Small print reveals continuing costs of residential care

So, Conservative shadow health secretary Andrew Lansley has pointed out that the government’s plans for funding residential care doesn’t include the ‘hotel’ costs of it.

For those of us that have followed this closely, this is not a revelation. This debate is about paying for care – board and lodging doesn’t come into it. When the green paper on adult social care funding was released last June, some people in social care pointed out that the proposals wouldn’t mark the end of people having to sell their house to pay for care. Interestingly, at the time, this was largely ignored.

Even in Scotland people in residential care have to pay ‘hotel’ costs – something which isn’t pointed out as often as it should be when people in England moan about ‘free’ care north of the border – and older people do still in some cases have to sell their house to pay for it.

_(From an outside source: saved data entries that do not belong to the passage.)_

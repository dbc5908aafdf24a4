//! Prometheus scrape endpoint.

use axum::extract::State;
use axum::http::header::CONTENT_TYPE;
use axum::response::IntoResponse;
use metrics_exporter_prometheus::PrometheusHandle;

const PROMETHEUS_TEXT: &str = "text/plain; version=0.0.4; charset=utf-8";

/// GET /metrics — saga counters and latencies in text exposition format.
pub async fn get(State(handle): State<PrometheusHandle>) -> impl IntoResponse {
    ([(CONTENT_TYPE, PROMETHEUS_TEXT)], handle.render())
}
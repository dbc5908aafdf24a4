//! Saga error types.

use common::{InvoiceId, ProductId};
use domain::{InvoiceError, InvoiceStatus};
use inventory::InventoryError;
use invoice_store::StoreError;
use thiserror::Error;

/// Errors that can occur while issuing or printing an invoice.
#[derive(Debug, Error)]
pub enum SagaError {
    /// No invoice exists with the given id.
    #[error("Invoice not found: {0}")]
    InvoiceNotFound(InvoiceId),

    /// The invoice is not in the status the operation requires.
    #[error("Invalid invoice state: expected {expected}, actual {actual}")]
    InvalidState {
        expected: InvoiceStatus,
        actual: InvoiceStatus,
    },

    /// The ledger does not know the product.
    #[error("Product not found: {0}")]
    ProductNotFound(ProductId),

    /// A requested quantity was zero or negative.
    #[error("Invalid quantity {quantity} for product {product_id}: must be greater than 0")]
    InvalidQuantity { product_id: ProductId, quantity: i64 },

    /// The ledger balance does not cover the requested quantity.
    #[error(
        "Insufficient stock for product {product_id}: requested {requested}{}",
        available_suffix(.available)
    )]
    InsufficientStock {
        product_id: ProductId,
        requested: i64,
        available: Option<u32>,
    },

    /// An invoice must carry at least one line.
    #[error("Invoice must contain at least one item")]
    EmptyInvoice,

    /// The ledger could not be reached or did not answer in time.
    #[error("Inventory service unavailable: {0}")]
    RemoteUnavailable(String),

    /// The invoice aggregate rejected the operation.
    #[error("Invoice error: {0}")]
    Domain(#[from] InvoiceError),

    /// Invoice persistence failed.
    #[error("Store error: {0}")]
    Store(StoreError),
}

fn available_suffix(available: &Option<u32>) -> String {
    available
        .map(|balance| format!(", available {balance}"))
        .unwrap_or_default()
}

impl SagaError {
    /// Builds the error for a failed ledger call made on behalf of `product_id`.
    pub(crate) fn from_ledger(product_id: ProductId, err: InventoryError) -> Self {
        match err {
            InventoryError::NotFound(missing) => SagaError::ProductNotFound(missing),
            InventoryError::InsufficientBalance { requested, .. } => SagaError::InsufficientStock {
                product_id,
                requested: i64::from(requested),
                available: None,
            },
            InventoryError::Transport(reason) => {
                SagaError::RemoteUnavailable(format!("product {product_id}: {reason}"))
            }
        }
    }
}

impl From<StoreError> for SagaError {
    fn from(err: StoreError) -> Self {
        match err {
            StoreError::NotFound(id) => SagaError::InvoiceNotFound(id),
            StoreError::StatusConflict {
                expected, actual, ..
            } => SagaError::InvalidState { expected, actual },
            StoreError::Invoice(e) => SagaError::Domain(e),
            other => SagaError::Store(other),
        }
    }
}

/// Convenience type alias for saga results.
pub type Result<T> = std::result::Result<T, SagaError>;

But with the government set to shelve plans for the “Death Tax” this week, according to the Guardian, this seems to be the latest attempt to derail plans for reform.

Again, Lansley seems to be at the heart of this. While this smacks of another attempt at cheap political points-scoring ahead of the looming election, it does raise (albeit in a not-too-helpful way) a legitimate point.

One of the aims of any reform of adult social care funding, according to government messages when the green paper came out, is to eliminate people having to sell their homes. The options listed in the paper didn’t seem to do that.

It is still a problem – many voters see the practice as unfair and penalising those who have worked to own their own homes and leave an inheritance – and if it isn’t addressed many will see any white paper as a failure.

However, the green paper was only a consultation, and the white paper – apparently coming this week – may have a solution. We shall wait and see – and expect Labour’s opponents to seize upon it if it doesn’t.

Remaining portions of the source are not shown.